(DATA LISTING Opens)

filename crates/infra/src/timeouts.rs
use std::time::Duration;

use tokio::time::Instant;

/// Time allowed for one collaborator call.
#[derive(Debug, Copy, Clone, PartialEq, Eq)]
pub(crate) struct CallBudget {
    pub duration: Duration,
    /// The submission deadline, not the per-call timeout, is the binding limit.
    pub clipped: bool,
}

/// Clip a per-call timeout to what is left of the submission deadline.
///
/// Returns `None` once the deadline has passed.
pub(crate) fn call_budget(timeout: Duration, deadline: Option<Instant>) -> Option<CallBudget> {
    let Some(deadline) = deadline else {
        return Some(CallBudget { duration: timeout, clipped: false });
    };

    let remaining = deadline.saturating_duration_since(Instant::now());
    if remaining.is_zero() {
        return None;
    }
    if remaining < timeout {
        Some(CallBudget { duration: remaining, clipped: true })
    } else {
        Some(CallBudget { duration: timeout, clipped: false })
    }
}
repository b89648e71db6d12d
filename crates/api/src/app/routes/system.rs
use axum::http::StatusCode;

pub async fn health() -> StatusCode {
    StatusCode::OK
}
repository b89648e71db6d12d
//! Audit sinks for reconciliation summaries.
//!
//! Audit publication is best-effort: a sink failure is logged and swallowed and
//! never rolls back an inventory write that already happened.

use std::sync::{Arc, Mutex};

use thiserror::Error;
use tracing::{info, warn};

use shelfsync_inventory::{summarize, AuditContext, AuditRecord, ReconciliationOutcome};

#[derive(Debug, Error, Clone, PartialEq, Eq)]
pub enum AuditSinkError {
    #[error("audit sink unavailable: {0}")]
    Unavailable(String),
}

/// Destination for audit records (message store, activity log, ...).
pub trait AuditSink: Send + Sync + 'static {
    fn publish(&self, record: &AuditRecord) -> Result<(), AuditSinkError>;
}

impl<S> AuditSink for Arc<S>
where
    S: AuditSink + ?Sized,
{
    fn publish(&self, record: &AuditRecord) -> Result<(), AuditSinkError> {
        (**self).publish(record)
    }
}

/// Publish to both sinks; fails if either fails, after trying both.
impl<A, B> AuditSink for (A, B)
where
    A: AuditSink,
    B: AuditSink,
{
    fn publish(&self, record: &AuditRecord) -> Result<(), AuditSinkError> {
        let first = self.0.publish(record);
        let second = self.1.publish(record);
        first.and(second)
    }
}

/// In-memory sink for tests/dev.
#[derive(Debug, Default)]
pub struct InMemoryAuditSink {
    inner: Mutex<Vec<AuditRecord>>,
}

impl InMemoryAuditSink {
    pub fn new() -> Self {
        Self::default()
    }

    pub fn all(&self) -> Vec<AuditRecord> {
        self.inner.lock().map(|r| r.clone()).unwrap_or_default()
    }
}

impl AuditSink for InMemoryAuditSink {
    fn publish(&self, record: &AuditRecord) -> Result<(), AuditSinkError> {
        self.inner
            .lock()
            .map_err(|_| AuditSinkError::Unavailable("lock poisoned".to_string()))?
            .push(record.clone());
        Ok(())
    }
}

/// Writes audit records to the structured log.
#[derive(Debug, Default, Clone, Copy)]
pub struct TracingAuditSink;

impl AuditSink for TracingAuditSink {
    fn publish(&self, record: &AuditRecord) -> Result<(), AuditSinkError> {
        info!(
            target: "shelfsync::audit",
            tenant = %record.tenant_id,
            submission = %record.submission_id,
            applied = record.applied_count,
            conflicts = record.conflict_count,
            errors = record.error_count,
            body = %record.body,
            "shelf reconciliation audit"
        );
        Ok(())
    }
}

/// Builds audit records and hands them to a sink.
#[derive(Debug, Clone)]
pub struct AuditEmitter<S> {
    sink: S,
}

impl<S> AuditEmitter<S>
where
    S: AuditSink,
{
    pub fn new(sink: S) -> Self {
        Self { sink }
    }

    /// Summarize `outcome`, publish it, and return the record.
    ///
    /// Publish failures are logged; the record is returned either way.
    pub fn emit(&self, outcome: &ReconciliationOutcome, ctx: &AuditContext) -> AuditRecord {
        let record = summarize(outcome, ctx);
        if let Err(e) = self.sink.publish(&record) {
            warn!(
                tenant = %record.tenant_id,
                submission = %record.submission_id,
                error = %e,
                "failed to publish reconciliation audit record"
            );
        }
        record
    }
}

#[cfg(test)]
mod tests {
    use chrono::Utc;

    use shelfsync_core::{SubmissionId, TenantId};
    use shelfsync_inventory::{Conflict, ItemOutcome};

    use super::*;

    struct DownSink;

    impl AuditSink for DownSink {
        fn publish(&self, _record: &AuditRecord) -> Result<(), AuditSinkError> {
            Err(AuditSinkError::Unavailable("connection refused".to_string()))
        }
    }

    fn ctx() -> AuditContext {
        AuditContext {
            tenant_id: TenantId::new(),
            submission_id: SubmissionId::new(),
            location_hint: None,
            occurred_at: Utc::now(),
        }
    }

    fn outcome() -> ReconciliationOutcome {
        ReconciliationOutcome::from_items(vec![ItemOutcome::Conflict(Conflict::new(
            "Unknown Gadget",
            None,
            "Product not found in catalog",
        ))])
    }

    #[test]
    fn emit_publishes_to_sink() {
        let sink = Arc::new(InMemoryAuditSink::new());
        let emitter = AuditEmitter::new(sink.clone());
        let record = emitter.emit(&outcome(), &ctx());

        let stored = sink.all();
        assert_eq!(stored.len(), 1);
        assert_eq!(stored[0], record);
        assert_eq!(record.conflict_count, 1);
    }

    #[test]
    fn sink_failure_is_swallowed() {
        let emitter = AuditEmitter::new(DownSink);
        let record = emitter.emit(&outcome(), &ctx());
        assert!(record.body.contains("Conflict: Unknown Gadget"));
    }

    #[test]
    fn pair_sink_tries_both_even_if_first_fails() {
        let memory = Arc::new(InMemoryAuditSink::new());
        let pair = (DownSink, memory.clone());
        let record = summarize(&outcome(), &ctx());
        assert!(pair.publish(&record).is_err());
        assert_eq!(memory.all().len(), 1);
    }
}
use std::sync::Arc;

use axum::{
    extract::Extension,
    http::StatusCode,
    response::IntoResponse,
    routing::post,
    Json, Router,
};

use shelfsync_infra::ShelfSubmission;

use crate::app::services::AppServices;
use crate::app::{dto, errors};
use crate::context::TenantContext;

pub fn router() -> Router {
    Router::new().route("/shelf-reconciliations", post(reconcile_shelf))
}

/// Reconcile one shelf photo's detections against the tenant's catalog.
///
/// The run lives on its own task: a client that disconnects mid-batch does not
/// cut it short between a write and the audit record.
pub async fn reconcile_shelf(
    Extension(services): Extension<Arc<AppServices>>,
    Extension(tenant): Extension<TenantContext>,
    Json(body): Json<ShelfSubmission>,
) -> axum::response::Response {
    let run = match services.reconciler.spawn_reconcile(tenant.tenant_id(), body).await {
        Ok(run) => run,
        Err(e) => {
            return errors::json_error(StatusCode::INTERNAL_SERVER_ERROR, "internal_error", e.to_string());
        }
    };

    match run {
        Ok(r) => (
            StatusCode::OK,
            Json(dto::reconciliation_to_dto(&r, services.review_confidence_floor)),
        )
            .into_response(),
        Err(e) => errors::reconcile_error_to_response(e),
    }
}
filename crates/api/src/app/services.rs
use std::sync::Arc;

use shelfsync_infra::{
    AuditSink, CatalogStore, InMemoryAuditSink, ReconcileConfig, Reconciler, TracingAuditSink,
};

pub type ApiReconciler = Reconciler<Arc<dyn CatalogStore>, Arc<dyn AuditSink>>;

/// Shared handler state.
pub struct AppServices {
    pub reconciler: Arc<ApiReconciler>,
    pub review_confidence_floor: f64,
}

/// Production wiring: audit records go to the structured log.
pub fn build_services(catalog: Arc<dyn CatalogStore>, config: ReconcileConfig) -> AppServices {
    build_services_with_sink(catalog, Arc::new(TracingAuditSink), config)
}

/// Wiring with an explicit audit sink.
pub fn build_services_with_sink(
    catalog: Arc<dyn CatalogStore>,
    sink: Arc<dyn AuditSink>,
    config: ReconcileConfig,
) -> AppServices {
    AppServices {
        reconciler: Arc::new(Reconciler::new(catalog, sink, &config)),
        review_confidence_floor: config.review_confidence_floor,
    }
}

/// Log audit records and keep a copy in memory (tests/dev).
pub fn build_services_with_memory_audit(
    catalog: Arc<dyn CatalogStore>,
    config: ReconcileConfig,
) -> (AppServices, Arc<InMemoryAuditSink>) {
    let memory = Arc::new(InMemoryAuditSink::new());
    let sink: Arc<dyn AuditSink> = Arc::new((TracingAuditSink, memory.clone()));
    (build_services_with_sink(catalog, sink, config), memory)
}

(DATA LISTING Closes)
(DATA LISTING Opens)

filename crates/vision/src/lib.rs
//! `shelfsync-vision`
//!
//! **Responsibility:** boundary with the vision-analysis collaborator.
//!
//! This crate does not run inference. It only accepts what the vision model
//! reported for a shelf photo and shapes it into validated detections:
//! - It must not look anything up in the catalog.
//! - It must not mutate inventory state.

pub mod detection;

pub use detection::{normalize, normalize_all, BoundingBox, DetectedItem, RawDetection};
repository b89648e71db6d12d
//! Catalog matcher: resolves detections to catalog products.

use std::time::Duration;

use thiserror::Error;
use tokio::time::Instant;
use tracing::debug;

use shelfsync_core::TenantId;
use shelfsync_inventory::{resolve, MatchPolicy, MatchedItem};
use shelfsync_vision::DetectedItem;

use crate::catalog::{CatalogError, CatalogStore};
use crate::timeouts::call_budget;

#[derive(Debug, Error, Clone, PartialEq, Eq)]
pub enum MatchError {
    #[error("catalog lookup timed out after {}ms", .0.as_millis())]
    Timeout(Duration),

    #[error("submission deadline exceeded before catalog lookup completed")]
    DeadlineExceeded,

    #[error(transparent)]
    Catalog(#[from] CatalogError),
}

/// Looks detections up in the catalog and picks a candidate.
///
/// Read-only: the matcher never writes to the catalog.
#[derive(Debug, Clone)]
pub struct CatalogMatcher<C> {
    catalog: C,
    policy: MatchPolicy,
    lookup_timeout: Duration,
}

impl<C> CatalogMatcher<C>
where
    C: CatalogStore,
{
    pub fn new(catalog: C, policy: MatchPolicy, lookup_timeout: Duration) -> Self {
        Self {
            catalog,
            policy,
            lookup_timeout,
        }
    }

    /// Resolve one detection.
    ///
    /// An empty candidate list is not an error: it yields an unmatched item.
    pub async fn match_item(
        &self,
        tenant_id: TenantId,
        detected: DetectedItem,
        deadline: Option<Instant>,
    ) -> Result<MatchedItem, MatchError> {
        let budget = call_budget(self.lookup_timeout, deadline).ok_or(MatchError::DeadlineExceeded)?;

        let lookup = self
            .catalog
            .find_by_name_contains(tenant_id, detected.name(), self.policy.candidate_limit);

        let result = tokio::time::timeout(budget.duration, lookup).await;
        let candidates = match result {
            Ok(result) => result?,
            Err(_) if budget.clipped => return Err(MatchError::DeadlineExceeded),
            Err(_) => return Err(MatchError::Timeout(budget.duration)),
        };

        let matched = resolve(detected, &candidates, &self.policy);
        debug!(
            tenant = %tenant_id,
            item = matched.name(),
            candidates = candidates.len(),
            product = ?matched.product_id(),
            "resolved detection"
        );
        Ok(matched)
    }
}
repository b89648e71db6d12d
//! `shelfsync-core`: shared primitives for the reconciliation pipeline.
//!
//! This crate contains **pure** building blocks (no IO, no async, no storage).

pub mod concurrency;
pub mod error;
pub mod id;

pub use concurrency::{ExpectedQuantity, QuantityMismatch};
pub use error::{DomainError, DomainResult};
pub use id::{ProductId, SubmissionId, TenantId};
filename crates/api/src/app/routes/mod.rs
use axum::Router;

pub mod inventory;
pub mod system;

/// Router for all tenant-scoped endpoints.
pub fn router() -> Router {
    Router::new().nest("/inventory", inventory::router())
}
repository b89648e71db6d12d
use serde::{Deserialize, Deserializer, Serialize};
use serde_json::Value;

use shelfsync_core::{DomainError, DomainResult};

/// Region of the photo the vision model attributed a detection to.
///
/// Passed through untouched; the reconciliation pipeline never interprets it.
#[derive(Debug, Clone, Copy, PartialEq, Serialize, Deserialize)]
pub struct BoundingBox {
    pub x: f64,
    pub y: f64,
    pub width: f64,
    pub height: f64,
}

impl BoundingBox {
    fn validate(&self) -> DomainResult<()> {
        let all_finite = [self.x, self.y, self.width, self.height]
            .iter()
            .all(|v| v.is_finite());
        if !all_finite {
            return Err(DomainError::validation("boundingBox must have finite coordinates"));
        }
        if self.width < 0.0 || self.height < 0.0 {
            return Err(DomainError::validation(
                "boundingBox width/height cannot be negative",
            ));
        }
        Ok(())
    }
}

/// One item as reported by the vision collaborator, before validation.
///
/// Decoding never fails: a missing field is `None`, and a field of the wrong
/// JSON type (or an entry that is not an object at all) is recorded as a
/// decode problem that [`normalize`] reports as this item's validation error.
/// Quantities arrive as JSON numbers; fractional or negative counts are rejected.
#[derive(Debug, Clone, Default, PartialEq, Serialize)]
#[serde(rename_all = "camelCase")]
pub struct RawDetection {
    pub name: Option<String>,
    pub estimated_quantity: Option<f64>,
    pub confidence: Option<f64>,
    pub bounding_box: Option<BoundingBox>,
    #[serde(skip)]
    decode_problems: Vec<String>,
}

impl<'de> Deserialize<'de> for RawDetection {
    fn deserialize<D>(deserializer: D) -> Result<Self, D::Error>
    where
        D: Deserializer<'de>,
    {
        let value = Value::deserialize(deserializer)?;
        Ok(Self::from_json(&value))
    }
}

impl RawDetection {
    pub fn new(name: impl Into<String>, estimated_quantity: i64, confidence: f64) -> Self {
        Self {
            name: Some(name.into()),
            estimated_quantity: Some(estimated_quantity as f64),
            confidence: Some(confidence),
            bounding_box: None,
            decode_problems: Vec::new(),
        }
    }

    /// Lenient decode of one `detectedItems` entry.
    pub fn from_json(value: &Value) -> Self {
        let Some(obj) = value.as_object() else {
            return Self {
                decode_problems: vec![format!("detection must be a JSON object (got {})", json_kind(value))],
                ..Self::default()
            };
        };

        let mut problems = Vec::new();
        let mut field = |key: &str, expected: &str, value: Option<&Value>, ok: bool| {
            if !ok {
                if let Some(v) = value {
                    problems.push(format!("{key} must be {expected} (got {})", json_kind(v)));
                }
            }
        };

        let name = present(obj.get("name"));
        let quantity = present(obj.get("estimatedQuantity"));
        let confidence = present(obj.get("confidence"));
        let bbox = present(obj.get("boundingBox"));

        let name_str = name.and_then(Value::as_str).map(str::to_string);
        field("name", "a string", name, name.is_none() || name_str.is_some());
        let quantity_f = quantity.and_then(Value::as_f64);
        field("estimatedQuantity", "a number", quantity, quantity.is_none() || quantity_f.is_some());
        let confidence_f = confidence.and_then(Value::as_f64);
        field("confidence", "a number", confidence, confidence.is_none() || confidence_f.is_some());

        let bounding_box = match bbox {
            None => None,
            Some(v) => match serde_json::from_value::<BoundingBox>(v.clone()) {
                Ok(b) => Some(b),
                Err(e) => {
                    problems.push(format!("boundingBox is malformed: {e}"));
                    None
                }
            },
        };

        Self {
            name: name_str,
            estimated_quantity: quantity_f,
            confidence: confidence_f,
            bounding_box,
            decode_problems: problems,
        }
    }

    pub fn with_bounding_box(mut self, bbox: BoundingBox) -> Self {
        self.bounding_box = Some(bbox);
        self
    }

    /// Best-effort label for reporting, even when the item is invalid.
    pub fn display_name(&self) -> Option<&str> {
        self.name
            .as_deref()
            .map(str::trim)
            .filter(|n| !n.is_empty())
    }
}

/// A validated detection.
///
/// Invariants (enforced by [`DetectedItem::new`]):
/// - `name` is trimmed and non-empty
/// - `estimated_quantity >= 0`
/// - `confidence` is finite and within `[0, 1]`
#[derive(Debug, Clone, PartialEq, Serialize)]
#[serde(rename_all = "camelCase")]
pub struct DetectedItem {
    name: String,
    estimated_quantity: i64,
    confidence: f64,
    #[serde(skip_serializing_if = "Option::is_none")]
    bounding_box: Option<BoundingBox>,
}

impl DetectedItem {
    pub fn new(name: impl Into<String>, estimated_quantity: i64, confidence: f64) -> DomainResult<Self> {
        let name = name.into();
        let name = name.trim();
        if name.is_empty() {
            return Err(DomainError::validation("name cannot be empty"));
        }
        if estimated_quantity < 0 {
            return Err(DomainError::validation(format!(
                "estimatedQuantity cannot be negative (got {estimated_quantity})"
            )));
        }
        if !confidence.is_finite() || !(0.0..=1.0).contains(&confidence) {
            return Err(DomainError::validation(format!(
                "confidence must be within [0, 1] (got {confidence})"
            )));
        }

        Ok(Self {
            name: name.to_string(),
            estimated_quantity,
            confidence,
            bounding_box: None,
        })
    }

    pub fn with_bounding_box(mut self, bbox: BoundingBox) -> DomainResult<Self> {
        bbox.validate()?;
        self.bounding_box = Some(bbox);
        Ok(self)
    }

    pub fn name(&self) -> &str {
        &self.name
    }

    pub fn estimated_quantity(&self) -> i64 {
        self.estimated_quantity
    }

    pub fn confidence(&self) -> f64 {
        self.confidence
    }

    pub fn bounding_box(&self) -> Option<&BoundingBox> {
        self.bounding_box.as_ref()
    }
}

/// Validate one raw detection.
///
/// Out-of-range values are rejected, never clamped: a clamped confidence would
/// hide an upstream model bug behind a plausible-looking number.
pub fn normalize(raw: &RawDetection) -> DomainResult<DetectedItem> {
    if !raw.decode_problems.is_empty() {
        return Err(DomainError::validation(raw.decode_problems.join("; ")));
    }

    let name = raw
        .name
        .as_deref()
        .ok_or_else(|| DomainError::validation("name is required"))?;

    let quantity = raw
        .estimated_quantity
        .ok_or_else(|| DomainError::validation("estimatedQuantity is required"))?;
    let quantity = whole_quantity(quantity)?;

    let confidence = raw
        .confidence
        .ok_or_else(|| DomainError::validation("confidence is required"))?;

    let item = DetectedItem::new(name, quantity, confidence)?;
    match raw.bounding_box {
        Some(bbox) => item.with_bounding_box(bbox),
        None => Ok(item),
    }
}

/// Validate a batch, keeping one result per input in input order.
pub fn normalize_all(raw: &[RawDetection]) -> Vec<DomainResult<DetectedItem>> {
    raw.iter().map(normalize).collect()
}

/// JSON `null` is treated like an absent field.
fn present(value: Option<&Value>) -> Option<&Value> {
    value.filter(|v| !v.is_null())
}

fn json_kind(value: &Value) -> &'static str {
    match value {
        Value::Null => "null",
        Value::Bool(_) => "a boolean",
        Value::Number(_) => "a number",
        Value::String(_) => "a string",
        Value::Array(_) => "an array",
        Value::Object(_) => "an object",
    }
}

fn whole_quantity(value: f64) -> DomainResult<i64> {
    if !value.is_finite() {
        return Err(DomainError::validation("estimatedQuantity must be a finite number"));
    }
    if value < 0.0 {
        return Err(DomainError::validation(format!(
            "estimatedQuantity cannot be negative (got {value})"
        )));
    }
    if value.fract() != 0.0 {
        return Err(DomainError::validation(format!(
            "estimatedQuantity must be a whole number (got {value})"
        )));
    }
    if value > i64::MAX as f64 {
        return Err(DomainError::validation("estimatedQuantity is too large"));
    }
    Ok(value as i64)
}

(DATA LISTING Closes)

Your task for the entries above: copy exactly the span starting with the line with "filename crates/infra/src/timeouts.rs" and going on through the line with "pub trait AuditSink: Send", both lines included, and nothing else.

filename crates/infra/src/timeouts.rs
use std::time::Duration;

use tokio::time::Instant;

/// Time allowed for one collaborator call.
#[derive(Debug, Copy, Clone, PartialEq, Eq)]
pub(crate) struct CallBudget {
    pub duration: Duration,
    /// The submission deadline, not the per-call timeout, is the binding limit.
    pub clipped: bool,
}

/// Clip a per-call timeout to what is left of the submission deadline.
///
/// Returns `None` once the deadline has passed.
pub(crate) fn call_budget(timeout: Duration, deadline: Option<Instant>) -> Option<CallBudget> {
    let Some(deadline) = deadline else {
        return Some(CallBudget { duration: timeout, clipped: false });
    };

    let remaining = deadline.saturating_duration_since(Instant::now());
    if remaining.is_zero() {
        return None;
    }
    if remaining < timeout {
        Some(CallBudget { duration: remaining, clipped: true })
    } else {
        Some(CallBudget { duration: timeout, clipped: false })
    }
}
repository b89648e71db6d12d
filename crates/api/src/app/routes/system.rs
use axum::http::StatusCode;

pub async fn health() -> StatusCode {
    StatusCode::OK
}
repository b89648e71db6d12d
//! Audit sinks for reconciliation summaries.
//!
//! Audit publication is best-effort: a sink failure is logged and swallowed and
//! never rolls back an inventory write that already happened.

use std::sync::{Arc, Mutex};

use thiserror::Error;
use tracing::{info, warn};

use shelfsync_inventory::{summarize, AuditContext, AuditRecord, ReconciliationOutcome};

#[derive(Debug, Error, Clone, PartialEq, Eq)]
pub enum AuditSinkError {
    #[error("audit sink unavailable: {0}")]
    Unavailable(String),
}

/// Destination for audit records (message store, activity log, ...).
pub trait AuditSink: Send + Sync + 'static {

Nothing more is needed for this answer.